Stored records:
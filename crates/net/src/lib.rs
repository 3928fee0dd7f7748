//! Quarto Network Library
//!
//! Line-based TCP session server for two-player turn-based games, plus a
//! matching protocol client.
//!
//! # Architecture
//!
//! - **Connection**: One socket, a read task and a write task
//! - **Protocol**: `~`-separated text lines with negotiated extensions
//! - **SessionHandler**: Per-connection protocol state machine
//! - **ServerState**: Sessions, matchmaking queues, live games and ranks
//! - **Server**: Accepts connections and wires the pieces together
//! - **Client**: Connects to a server and performs the handshake
//!
//! # Usage
//!
//! ```ignore
//! // Start a server on an ephemeral port
//! let server = Server::start(ServerConfig::default().with_port(0)).await?;
//!
//! // Client connects and plays
//! let mut client = Client::connect(server.addr(), "my client", Extensions::all()).await?;
//! client.login("alice")?;
//! client.queue(None)?;
//! while let Some(message) = client.next_event().await {
//!     match message {
//!         ServerMessage::NewGame { first, second } => { /* handle */ }
//!         _ => {}
//!     }
//! }
//! ```

pub mod client;
pub mod config;
pub mod connection;
pub mod error;
pub mod handler;
mod invariants;
pub mod protocol;
pub mod server;
pub mod session;
pub mod state;

pub use client::Client;
pub use config::ServerConfig;
pub use connection::{Connection, LineHandler};
pub use error::{Error, ProtocolError, Result};
pub use protocol::{ClientMessage, Extension, Extensions, GameOutcome, ServerMessage};
pub use server::Server;
pub use session::{Session, SessionId};
pub use state::{DisconnectOutcome, ServerState};

/// Default port for Quarto servers
pub const DEFAULT_PORT: u16 = 7331;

How to complete this task:
When the line with "a write task" is reached in the data above, begin copying, and stop after the line with "games and ranks"; copy each line exactly, both ends included.

Written response:
//! - **Connection**: One socket, a read task and a write task
//! - **Protocol**: `~`-separated text lines with negotiated extensions
//! - **SessionHandler**: Per-connection protocol state machine
//! - **ServerState**: Sessions, matchmaking queues, live games and ranks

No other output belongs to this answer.